● AIM OF THE EXERCISE
Which lines of the data contain the string "spectra"? Copy every one.

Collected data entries
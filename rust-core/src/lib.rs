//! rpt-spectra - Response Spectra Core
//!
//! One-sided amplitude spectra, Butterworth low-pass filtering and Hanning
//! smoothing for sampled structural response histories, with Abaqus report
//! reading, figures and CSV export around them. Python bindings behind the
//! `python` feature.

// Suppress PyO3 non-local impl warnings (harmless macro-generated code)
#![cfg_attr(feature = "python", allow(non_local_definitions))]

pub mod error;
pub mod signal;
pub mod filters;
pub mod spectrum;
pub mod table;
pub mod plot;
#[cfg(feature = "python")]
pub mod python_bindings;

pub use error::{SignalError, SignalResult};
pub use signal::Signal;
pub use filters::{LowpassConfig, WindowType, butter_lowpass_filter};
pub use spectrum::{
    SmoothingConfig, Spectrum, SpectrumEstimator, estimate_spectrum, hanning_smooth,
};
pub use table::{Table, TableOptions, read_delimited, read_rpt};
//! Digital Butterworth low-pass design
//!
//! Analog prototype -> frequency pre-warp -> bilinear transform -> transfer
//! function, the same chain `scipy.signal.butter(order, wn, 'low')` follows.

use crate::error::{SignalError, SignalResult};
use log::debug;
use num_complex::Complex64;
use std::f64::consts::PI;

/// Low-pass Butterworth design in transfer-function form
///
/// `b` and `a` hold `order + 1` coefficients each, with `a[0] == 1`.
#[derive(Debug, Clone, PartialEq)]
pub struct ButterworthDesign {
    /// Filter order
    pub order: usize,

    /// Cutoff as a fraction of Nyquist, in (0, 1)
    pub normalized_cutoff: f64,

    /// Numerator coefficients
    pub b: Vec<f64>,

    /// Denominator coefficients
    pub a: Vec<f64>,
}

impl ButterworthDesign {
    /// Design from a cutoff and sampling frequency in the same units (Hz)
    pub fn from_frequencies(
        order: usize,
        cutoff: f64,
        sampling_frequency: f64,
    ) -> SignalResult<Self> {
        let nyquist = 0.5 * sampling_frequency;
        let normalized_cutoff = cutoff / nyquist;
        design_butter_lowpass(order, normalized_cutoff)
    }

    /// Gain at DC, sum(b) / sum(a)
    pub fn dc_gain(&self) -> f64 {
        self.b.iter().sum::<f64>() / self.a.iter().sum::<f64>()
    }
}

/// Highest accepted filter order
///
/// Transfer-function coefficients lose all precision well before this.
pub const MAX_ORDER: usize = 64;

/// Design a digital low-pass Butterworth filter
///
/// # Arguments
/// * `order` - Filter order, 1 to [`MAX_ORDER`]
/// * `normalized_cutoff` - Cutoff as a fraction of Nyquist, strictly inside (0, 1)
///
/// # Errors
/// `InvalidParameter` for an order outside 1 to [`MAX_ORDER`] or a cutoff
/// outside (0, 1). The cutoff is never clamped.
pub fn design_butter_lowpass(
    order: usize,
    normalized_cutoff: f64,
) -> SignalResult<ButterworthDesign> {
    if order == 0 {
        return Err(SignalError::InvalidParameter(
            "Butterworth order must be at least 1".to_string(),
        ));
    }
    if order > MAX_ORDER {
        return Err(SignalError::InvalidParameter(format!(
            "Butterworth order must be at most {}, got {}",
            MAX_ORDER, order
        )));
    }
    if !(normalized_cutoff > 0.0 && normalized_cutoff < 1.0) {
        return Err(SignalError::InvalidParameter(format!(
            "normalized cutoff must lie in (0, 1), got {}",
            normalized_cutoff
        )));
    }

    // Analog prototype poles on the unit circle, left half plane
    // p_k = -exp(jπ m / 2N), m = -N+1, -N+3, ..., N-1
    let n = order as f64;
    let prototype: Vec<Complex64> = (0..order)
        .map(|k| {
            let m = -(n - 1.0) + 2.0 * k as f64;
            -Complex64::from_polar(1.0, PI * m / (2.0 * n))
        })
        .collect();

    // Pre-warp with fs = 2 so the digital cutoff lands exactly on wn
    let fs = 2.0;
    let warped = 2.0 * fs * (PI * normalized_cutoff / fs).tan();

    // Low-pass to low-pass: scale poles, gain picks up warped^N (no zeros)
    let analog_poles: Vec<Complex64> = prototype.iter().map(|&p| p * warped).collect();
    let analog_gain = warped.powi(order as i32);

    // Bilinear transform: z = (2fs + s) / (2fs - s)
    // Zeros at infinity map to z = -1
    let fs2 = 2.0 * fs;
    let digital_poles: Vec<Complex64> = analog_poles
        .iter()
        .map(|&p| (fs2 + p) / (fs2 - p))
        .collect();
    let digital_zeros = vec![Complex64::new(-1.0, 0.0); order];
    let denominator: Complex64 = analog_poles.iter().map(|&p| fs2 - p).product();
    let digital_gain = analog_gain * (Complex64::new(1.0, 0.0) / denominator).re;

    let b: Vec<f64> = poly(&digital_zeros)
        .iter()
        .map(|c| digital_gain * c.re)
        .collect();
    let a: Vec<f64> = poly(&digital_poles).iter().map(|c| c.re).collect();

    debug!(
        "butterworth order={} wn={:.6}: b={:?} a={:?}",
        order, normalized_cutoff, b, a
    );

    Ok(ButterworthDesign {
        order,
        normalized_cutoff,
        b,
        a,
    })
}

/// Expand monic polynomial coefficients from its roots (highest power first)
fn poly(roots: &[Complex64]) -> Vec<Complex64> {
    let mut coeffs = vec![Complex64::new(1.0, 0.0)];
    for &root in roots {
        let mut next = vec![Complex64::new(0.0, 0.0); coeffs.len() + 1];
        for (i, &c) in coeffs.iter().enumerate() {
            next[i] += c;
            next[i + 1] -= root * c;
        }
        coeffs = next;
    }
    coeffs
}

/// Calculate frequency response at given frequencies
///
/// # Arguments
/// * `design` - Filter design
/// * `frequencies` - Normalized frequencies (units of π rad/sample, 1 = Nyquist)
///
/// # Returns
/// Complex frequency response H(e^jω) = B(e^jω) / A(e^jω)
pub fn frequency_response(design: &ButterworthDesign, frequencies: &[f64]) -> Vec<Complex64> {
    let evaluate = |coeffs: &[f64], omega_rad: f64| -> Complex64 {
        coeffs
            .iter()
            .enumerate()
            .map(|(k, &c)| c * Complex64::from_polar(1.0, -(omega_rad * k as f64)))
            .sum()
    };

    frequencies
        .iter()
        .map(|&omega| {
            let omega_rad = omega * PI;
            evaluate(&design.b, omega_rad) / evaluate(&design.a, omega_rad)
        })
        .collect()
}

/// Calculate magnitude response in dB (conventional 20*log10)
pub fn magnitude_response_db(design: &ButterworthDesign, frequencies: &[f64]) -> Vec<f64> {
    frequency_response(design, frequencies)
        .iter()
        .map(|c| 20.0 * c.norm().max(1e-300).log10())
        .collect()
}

● RESPONSE
//! rpt-spectra - Response Spectra Core
//! One-sided amplitude spectra, Butterworth low-pass filtering and Hanning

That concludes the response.